CTSH regulates insulin content. Representative immunohistochemical staining of pancreatic sections from (AC) WT and (DF) Ctsh−/− mice stained for insulin (green) and glucagon (red). Nuclei were stained using DAPI (blue). (Magnification: 40×; scale bar: 50 µm.)

rs3825932 Affects Disease Progression in Children with T1D.

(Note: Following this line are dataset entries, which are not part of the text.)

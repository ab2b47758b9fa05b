//! Mufasa, a multilingual chat assistant with a tiger mascot.
//!
//! The crate includes a CLI tool for chatting in the terminal. The pieces the
//! CLI is made of are exposed here so other front ends can reuse them.

#![deny(missing_docs)]

#[macro_use]
extern crate tracing;

pub mod command;
pub mod config;
pub mod mascot;

/// Re-exports of [`mufasa_core`] crate.
pub mod core {
    pub use mufasa_core::*;
}
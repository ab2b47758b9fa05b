use mufasa_model::{
    CompletionRequest, DetectedLanguage, Failure, FailureKind, Message,
    SpeakerGender, TranslationMode, TranslationRequest,
};
use serde::{Deserialize, Serialize};
use serde_json::Value;

use crate::SarvamConfig;

// ------------------------
// Types sent to the server
// ------------------------

#[derive(Clone, Debug, PartialEq, Serialize)]
pub struct ChatCompletionRequest<'a> {
    messages: &'a [Message],
    model: &'a str,
    temperature: f32,
    top_p: f32,
    frequency_penalty: f32,
    presence_penalty: f32,
    wiki_grounding: bool,
    #[serde(skip_serializing_if = "Option::is_none")]
    max_tokens: Option<u32>,
    #[serde(skip_serializing_if = "Option::is_none")]
    stop: Option<&'a [String]>,
}

#[derive(Clone, Debug, PartialEq, Eq, Hash, Serialize)]
pub struct TranslateRequest<'a> {
    input: &'a str,
    source_language_code: &'a str,
    target_language_code: &'a str,
    speaker_gender: SpeakerGender,
    mode: TranslationMode,
    model: &'a str,
    enable_preprocessing: bool,
}

#[derive(Clone, Debug, PartialEq, Eq, Hash, Serialize)]
pub struct DetectLanguageRequest<'a> {
    input: &'a str,
}

// ------------------------------
// Types received from the server
// ------------------------------

#[derive(Clone, Debug, PartialEq, Eq, Deserialize)]
struct ChatCompletionResponse {
    #[serde(default)]
    choices: Vec<Choice>,
}

#[derive(Clone, Debug, PartialEq, Eq, Deserialize)]
struct Choice {
    message: Option<ChoiceMessage>,
}

#[derive(Clone, Debug, PartialEq, Eq, Deserialize)]
struct ChoiceMessage {
    content: Option<String>,
}

#[derive(Clone, Debug, PartialEq, Eq, Deserialize)]
struct TranslateResponse {
    #[serde(default)]
    translated_text: String,
}

#[derive(Clone, Debug, PartialEq, Deserialize)]
struct DetectLanguageResponse {
    detected_language: Option<String>,
    confidence: Option<f64>,
}

#[derive(Clone, Debug, PartialEq, Eq, Deserialize)]
struct ErrorBody {
    error: Option<ErrorDetail>,
}

#[derive(Clone, Debug, PartialEq, Eq, Deserialize)]
struct ErrorDetail {
    message: Option<String>,
}

// -----------
// Conversions
// -----------

#[inline]
pub fn create_completion_request<'a>(
    req: &'a CompletionRequest,
    config: &'a SarvamConfig,
) -> ChatCompletionRequest<'a> {
    ChatCompletionRequest {
        messages: &req.messages,
        model: &config.model,
        temperature: req.temperature,
        top_p: req.top_p,
        frequency_penalty: req.frequency_penalty,
        presence_penalty: req.presence_penalty,
        wiki_grounding: config.wiki_grounding,
        max_tokens: req.max_tokens,
        stop: req.stop.as_deref(),
    }
}

#[inline]
pub fn create_translate_request<'a>(
    req: &'a TranslationRequest,
    config: &'a SarvamConfig,
) -> TranslateRequest<'a> {
    TranslateRequest {
        input: &req.text,
        source_language_code: &req.source_language,
        target_language_code: &req.target_language,
        speaker_gender: req.speaker_gender,
        mode: req.mode,
        model: &config.translation_model,
        enable_preprocessing: true,
    }
}

#[inline]
pub fn create_detect_request(text: &str) -> DetectLanguageRequest<'_> {
    DetectLanguageRequest { input: text }
}

/// Extracts the text of the first choice from a successful response body.
pub fn parse_completion(body: &[u8]) -> Result<String, Failure> {
    let value = serde_json::from_slice::<Value>(body).map_err(|_| {
        Failure::new(
            FailureKind::MalformedResponse,
            "Invalid JSON response from API",
        )
    })?;
    let response = serde_json::from_value::<ChatCompletionResponse>(value)
        .map_err(|err| {
            Failure::new(
                FailureKind::Unexpected,
                format!("Unexpected error: {err}"),
            )
        })?;
    let Some(choice) = response.choices.into_iter().next() else {
        return Err(Failure::new(
            FailureKind::MalformedResponse,
            "No response choices found in API response",
        ));
    };
    choice
        .message
        .and_then(|message| message.content)
        .ok_or_else(|| {
            Failure::new(
                FailureKind::Unexpected,
                "Unexpected error: the first choice carries no message content",
            )
        })
}

pub fn parse_translation(body: &[u8]) -> Result<String, Failure> {
    serde_json::from_slice::<TranslateResponse>(body)
        .map(|resp| resp.translated_text)
        .map_err(|err| {
            Failure::new(
                FailureKind::MalformedResponse,
                format!("Translation error: {err}"),
            )
        })
}

pub fn parse_detection(body: &[u8]) -> Result<DetectedLanguage, Failure> {
    serde_json::from_slice::<DetectLanguageResponse>(body)
        .map(|resp| DetectedLanguage {
            language: resp.detected_language,
            confidence: resp.confidence,
        })
        .map_err(|err| {
            Failure::new(
                FailureKind::MalformedResponse,
                format!("Language detection error: {err}"),
            )
        })
}

/// Returns `error.message` of an error body, if the server sent one.
pub fn parse_error_message(body: &[u8]) -> Option<String> {
    serde_json::from_slice::<ErrorBody>(body)
        .ok()?
        .error?
        .message
}

#[cfg(test)]
mod tests {
    use serde_json::json;

    use super::*;
    use crate::SarvamConfigBuilder;

    #[test]
    fn test_create_completion_request() {
        let request = CompletionRequest::new(vec![
            Message::system("You are Mufasa."),
            Message::user("Hello"),
        ]);
        let config = SarvamConfigBuilder::with_api_key("xxx")
            .with_model("custom")
            .build();
        let body =
            serde_json::to_value(create_completion_request(&request, &config))
                .unwrap();
        assert_eq!(
            body,
            json!({
                "messages": [
                    { "role": "system", "content": "You are Mufasa." },
                    { "role": "user", "content": "Hello" }
                ],
                "model": "custom",
                "temperature": 0.8_f32,
                "top_p": 0.9_f32,
                "frequency_penalty": 0.0,
                "presence_penalty": 0.0,
                "wiki_grounding": false
            })
        );
    }

    #[test]
    fn test_optional_fields_are_sent_when_set() {
        let request = CompletionRequest::new(vec![Message::user("Hello")])
            .with_max_tokens(128)
            .with_stop(["END"]);
        let config = SarvamConfigBuilder::with_api_key("xxx").build();
        let body =
            serde_json::to_value(create_completion_request(&request, &config))
                .unwrap();
        assert_eq!(body["max_tokens"], json!(128));
        assert_eq!(body["stop"], json!(["END"]));
        assert_eq!(body["model"], json!("sarvam-m"));
    }

    #[test]
    fn test_create_translate_request() {
        let request =
            TranslationRequest::new("Hello").between("en-IN", "bn-IN");
        let config = SarvamConfigBuilder::with_api_key("xxx").build();
        let body =
            serde_json::to_value(create_translate_request(&request, &config))
                .unwrap();
        assert_eq!(
            body,
            json!({
                "input": "Hello",
                "source_language_code": "en-IN",
                "target_language_code": "bn-IN",
                "speaker_gender": "Male",
                "mode": "formal",
                "model": "mayura:v1",
                "enable_preprocessing": true
            })
        );
    }

    #[test]
    fn test_parse_completion() {
        let body = br#"{"choices":[{"message":{"role":"assistant","content":"Roar!"}},{"message":{"content":"ignored"}}]}"#;
        assert_eq!(parse_completion(body).unwrap(), "Roar!");
    }

    #[test]
    fn test_parse_completion_without_choices() {
        for body in [&br#"{"choices":[]}"#[..], &br#"{"id":"x"}"#[..]] {
            let failure = parse_completion(body).unwrap_err();
            assert_eq!(failure.kind(), FailureKind::MalformedResponse);
            assert_eq!(
                failure.reason(),
                "No response choices found in API response"
            );
        }
    }

    #[test]
    fn test_parse_completion_invalid_json() {
        let failure = parse_completion(b"<html>").unwrap_err();
        assert_eq!(failure.kind(), FailureKind::MalformedResponse);
        assert_eq!(failure.reason(), "Invalid JSON response from API");
    }

    #[test]
    fn test_parse_completion_missing_content() {
        let failure =
            parse_completion(br#"{"choices":[{"index":0}]}"#).unwrap_err();
        assert_eq!(failure.kind(), FailureKind::Unexpected);
        assert!(failure.reason().starts_with("Unexpected error"));
    }

    #[test]
    fn test_parse_translation_and_detection() {
        assert_eq!(
            parse_translation(r#"{"translated_text":"नमस्ते"}"#.as_bytes())
                .unwrap(),
            "नमस्ते"
        );
        assert_eq!(parse_translation(b"{}").unwrap(), "");

        let detected = parse_detection(
            br#"{"detected_language":"ta-IN","confidence":0.93}"#,
        )
        .unwrap();
        assert_eq!(detected.language.as_deref(), Some("ta-IN"));
        assert_eq!(detected.confidence, Some(0.93));
    }

    #[test]
    fn test_parse_error_message() {
        assert_eq!(
            parse_error_message(br#"{"error":{"message":"bad model"}}"#),
            Some("bad model".to_owned())
        );
        assert_eq!(parse_error_message(b"oops"), None);
    }
}
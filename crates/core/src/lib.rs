//! Core logic of the assistant: the conversation loop, moods, language
//! packs and the type-erased model client.

#![deny(missing_docs)]

#[macro_use]
extern crate tracing;

pub mod conversation;
pub mod language;
mod model_client;
pub mod mood;
mod session;

pub use model_client::ModelClient;
pub use session::{Session, SessionBuilder, TurnOutcome, TurnStage};
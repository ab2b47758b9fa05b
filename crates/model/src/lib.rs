//! The protocol shared by the chat front-end and its model provider.
//!
//! This crate establishes the types the orchestrator uses to talk to the
//! hosted completion and translation service: role-tagged messages,
//! request parameters, and a uniform failure value that every provider
//! call resolves to instead of raising.
//!
//! Types in this crate don't define any behavior, instead they are the
//! constraints that the implementors should adhere to. The production
//! implementor lives in `mufasa-sarvam-model`, and a scripted one for
//! tests lives in `mufasa-test-model`.

#![deny(missing_docs)]

mod error;
mod provider;
mod request;
mod response;

pub use error::*;
pub use provider::*;
pub use request::*;
pub use response::*;
use std::time::Duration;

use mufasa_model::{
    CompletionRequest, FailureKind, Message, ModelProvider, TranslationRequest,
};
use mufasa_sarvam_model::{SarvamConfigBuilder, SarvamProvider};
use serde_json::Value;
use tokio::io::{AsyncReadExt, AsyncWriteExt};
use tokio::net::{TcpListener, TcpStream};
use tokio::task::JoinHandle;

/// Serves exactly one canned response and hands back the raw request.
async fn serve_once(
    status: &'static str,
    body: &'static str,
) -> (String, JoinHandle<String>) {
    let listener = TcpListener::bind("127.0.0.1:0").await.unwrap();
    let addr = listener.local_addr().unwrap();
    let handle = tokio::spawn(async move {
        let (mut stream, _) = listener.accept().await.unwrap();
        let request = read_request(&mut stream).await;
        let response = format!(
            "HTTP/1.1 {status}\r\ncontent-type: application/json\r\n\
             content-length: {}\r\nconnection: close\r\n\r\n{body}",
            body.len()
        );
        stream.write_all(response.as_bytes()).await.unwrap();
        stream.shutdown().await.ok();
        request
    });
    (format!("http://{addr}"), handle)
}

async fn read_request(stream: &mut TcpStream) -> String {
    let mut buf = Vec::new();
    let mut chunk = [0_u8; 4096];
    loop {
        let n = stream.read(&mut chunk).await.unwrap();
        if n == 0 {
            break;
        }
        buf.extend_from_slice(&chunk[..n]);
        let Some(head_end) = buf.windows(4).position(|w| w == b"\r\n\r\n")
        else {
            continue;
        };
        let head = String::from_utf8_lossy(&buf[..head_end]).to_lowercase();
        let content_length = head
            .lines()
            .find_map(|line| line.strip_prefix("content-length:"))
            .and_then(|v| v.trim().parse::<usize>().ok())
            .unwrap_or(0);
        if buf.len() >= head_end + 4 + content_length {
            break;
        }
    }
    String::from_utf8_lossy(&buf).into_owned()
}

fn request_body(raw: &str) -> Value {
    let (_, body) = raw.split_once("\r\n\r\n").unwrap();
    serde_json::from_str(body).unwrap()
}

fn provider_for(base_url: &str) -> SarvamProvider {
    let config = SarvamConfigBuilder::with_api_key("test-key")
        .with_base_url(base_url)
        .with_completion_timeout(Duration::from_millis(300))
        .with_translation_timeout(Duration::from_millis(300))
        .build();
    SarvamProvider::new(config)
}

#[tokio::test]
async fn test_completion_success() {
    let (base_url, server) = serve_once(
        "200 OK",
        r#"{"choices":[{"message":{"role":"assistant","content":"Namaste!"}}]}"#,
    )
    .await;
    let provider = provider_for(&base_url);
    let req = CompletionRequest::new(vec![
        Message::system("You are Mufasa."),
        Message::user("hi"),
        Message::assistant("Hello!"),
        Message::user("how are you?"),
    ]);

    let text = provider.complete_chat(&req).await.unwrap();
    assert_eq!(text, "Namaste!");

    let raw = server.await.unwrap();
    let head = raw.to_lowercase();
    assert!(head.starts_with("post /chat/completions "));
    assert!(head.contains("api-subscription-key: test-key"));

    let body = request_body(&raw);
    assert_eq!(body["model"], "sarvam-m");
    assert_eq!(body["wiki_grounding"], false);
    assert!(body.get("max_tokens").is_none());
    assert!(body.get("stop").is_none());
    let roles: Vec<_> = body["messages"]
        .as_array()
        .unwrap()
        .iter()
        .map(|m| m["role"].as_str().unwrap().to_owned())
        .collect();
    assert_eq!(roles, ["system", "user", "assistant", "user"]);
}

#[tokio::test]
async fn test_completion_unauthorized() {
    let (base_url, _server) =
        serve_once("401 Unauthorized", r#"{"error":{"message":"no"}}"#).await;
    let provider = provider_for(&base_url);
    let req = CompletionRequest::new(vec![Message::user("hi")]);

    let failure = provider.complete_chat(&req).await.unwrap_err();
    assert_eq!(failure.kind(), FailureKind::Unauthorized);
    assert!(failure.reason().starts_with("Invalid API key"));
}

#[tokio::test]
async fn test_completion_invalid_json() {
    let (base_url, _server) = serve_once("200 OK", "not json").await;
    let provider = provider_for(&base_url);
    let req = CompletionRequest::new(vec![Message::user("hi")]);

    let failure = provider.complete_chat(&req).await.unwrap_err();
    assert_eq!(failure.kind(), FailureKind::MalformedResponse);
    assert_eq!(failure.reason(), "Invalid JSON response from API");
}

#[tokio::test]
async fn test_completion_timeout_is_not_retried() {
    let listener = TcpListener::bind("127.0.0.1:0").await.unwrap();
    let addr = listener.local_addr().unwrap();
    let server = tokio::spawn(async move {
        let mut accepted = 0;
        let mut held = Vec::new();
        while let Ok(Ok((stream, _))) =
            tokio::time::timeout(Duration::from_millis(800), listener.accept())
                .await
        {
            accepted += 1;
            held.push(stream);
        }
        accepted
    });

    let provider = provider_for(&format!("http://{addr}"));
    let req = CompletionRequest::new(vec![Message::user("hi")]);
    let failure = provider.complete_chat(&req).await.unwrap_err();
    assert_eq!(failure.kind(), FailureKind::Timeout);
    assert!(failure.reason().starts_with("Request timed out"));

    assert_eq!(server.await.unwrap(), 1);
}

/// Returns a base URL nothing listens on.
async fn refused_base_url() -> String {
    let listener = TcpListener::bind("127.0.0.1:0").await.unwrap();
    let addr = listener.local_addr().unwrap();
    drop(listener);
    format!("http://{addr}")
}

#[tokio::test]
async fn test_completion_connection_refused() {
    let provider = provider_for(&refused_base_url().await);
    let req = CompletionRequest::new(vec![Message::user("hi")]);
    let failure = provider.complete_chat(&req).await.unwrap_err();
    assert_eq!(failure.kind(), FailureKind::Connection);
    assert!(failure.reason().starts_with("Connection error"));
}

#[tokio::test]
async fn test_translation() {
    let (base_url, server) =
        serve_once("200 OK", r#"{"translated_text":"வணக்கம்"}"#).await;
    let provider = provider_for(&base_url);
    let req = TranslationRequest::new("Hello").between("en-IN", "ta-IN");

    assert_eq!(provider.translate(&req).await.unwrap(), "வணக்கம்");

    let raw = server.await.unwrap();
    assert!(raw.to_lowercase().starts_with("post /translate "));
    let body = request_body(&raw);
    assert_eq!(body["input"], "Hello");
    assert_eq!(body["target_language_code"], "ta-IN");
    assert_eq!(body["model"], "mayura:v1");
    assert_eq!(body["enable_preprocessing"], true);
}

#[tokio::test]
async fn test_translation_failure() {
    let (base_url, _server) =
        serve_once("503 Service Unavailable", "{}").await;
    let provider = provider_for(&base_url);
    let req = TranslationRequest::new("Hello");

    let failure = provider.translate(&req).await.unwrap_err();
    assert_eq!(failure.kind(), FailureKind::Server);
    assert_eq!(failure.reason(), "Translation failed: HTTP 503");
}

#[tokio::test]
async fn test_detect_language() {
    let (base_url, server) = serve_once(
        "200 OK",
        r#"{"detected_language":"hi-IN","confidence":0.98}"#,
    )
    .await;
    let provider = provider_for(&base_url);

    let detected = provider.detect_language("नमस्ते").await.unwrap();
    assert_eq!(detected.language.as_deref(), Some("hi-IN"));
    assert_eq!(detected.confidence, Some(0.98));

    let raw = server.await.unwrap();
    assert!(raw.to_lowercase().starts_with("post /detect-language "));
    assert_eq!(request_body(&raw)["input"], "नमस्ते");
}

#[tokio::test]
async fn test_completion_closed_before_response() {
    let listener = TcpListener::bind("127.0.0.1:0").await.unwrap();
    let addr = listener.local_addr().unwrap();
    let server = tokio::spawn(async move {
        let (mut stream, _) = listener.accept().await.unwrap();
        read_request(&mut stream).await;
        // Hang up without writing a status line.
        drop(stream);
    });

    let provider = provider_for(&format!("http://{addr}"));
    let req = CompletionRequest::new(vec![Message::user("hi")]);
    let failure = provider.complete_chat(&req).await.unwrap_err();
    assert_eq!(failure.kind(), FailureKind::Transport);
    assert!(failure.reason().starts_with("Request error: "));

    server.await.unwrap();
}

#[tokio::test]
async fn test_translation_connection_refused() {
    let provider = provider_for(&refused_base_url().await);
    let req = TranslationRequest::new("Hello");

    let failure = provider.translate(&req).await.unwrap_err();
    assert_eq!(failure.kind(), FailureKind::Connection);
    assert!(failure.reason().starts_with("Translation error: "));
}

#[tokio::test]
async fn test_translation_malformed_body() {
    let (base_url, _server) = serve_once("200 OK", "<html>oops</html>").await;
    let provider = provider_for(&base_url);
    let req = TranslationRequest::new("Hello");

    let failure = provider.translate(&req).await.unwrap_err();
    assert_eq!(failure.kind(), FailureKind::MalformedResponse);
    assert!(failure.reason().starts_with("Translation error: "));
}

#[tokio::test]
async fn test_detect_language_server_error() {
    let (base_url, _server) =
        serve_once("500 Internal Server Error", "{}").await;
    let provider = provider_for(&base_url);

    let failure = provider.detect_language("hello").await.unwrap_err();
    assert_eq!(failure.kind(), FailureKind::Server);
    assert_eq!(failure.reason(), "Language detection failed: HTTP 500");
}

#[tokio::test]
async fn test_detect_language_connection_refused() {
    let provider = provider_for(&refused_base_url().await);

    let failure = provider.detect_language("hello").await.unwrap_err();
    assert_eq!(failure.kind(), FailureKind::Connection);
    assert!(failure.reason().starts_with("Language detection error: "));
}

To gain insight into possible in vivo effects caused by the rs3825932 variant, we examined if rs3825932 affects residual β-cell function and glycemic control in children with newly diagnosed T1D. These children display a varying degree of decline in residual β-cell function, which could partly be determined by genetic risk factors. Of interest, carriers of the TT genotype required a higher daily insulin dose 9 and 12 mo after disease onset compared with the CC and CT carriers (9 mo: estimate: 0.18 U/kg, P = 0.009; 12 mo: estimate: 0.22 U/kg, P = 0.009) (Fig. 7A). There was no difference in glycemic control (HbA1c) between the groups. The insulin dose-adjusted HbA1c (IDAA1c) levels were, however, higher 9 and 12 mo after disease onset in carriers of the TT genotype compared with the CC and CT carriers (9 mo: estimate: 0.8, P = 0.042; 12 mo: estimate: 1.1, P = 0.026) (Fig. 7B). Of note, there was a tendency toward fewer TT carriers entering remission (as assessed by an IDAA1c ≤ 9) (23), which is a state of temporary improvement in disease progression caused by improved β-cell function. Indeed, by 12 mo after disease onset, none of the TT carriers were in remission compared with 15% and 21% of the CC and CT carriers, respectively (Fig. 7C) (P = 0.068, recessive model).

Fig. 7.

Fig. 7.

rs3825932 affects disease progression in children with T1D. The genotype distribution was CC, 107; CT, 126; and TT, 18. (A) Daily insulin dose (units per kilogram) and (B) IDAA1c according to genotype (black, CT; blue, CC; red, TT). Data are means ± SEMs. (C) Clinical remission 12 mo after onset defined as IDAA1c ≤ 9. *P < 0.05; **P < 0.01.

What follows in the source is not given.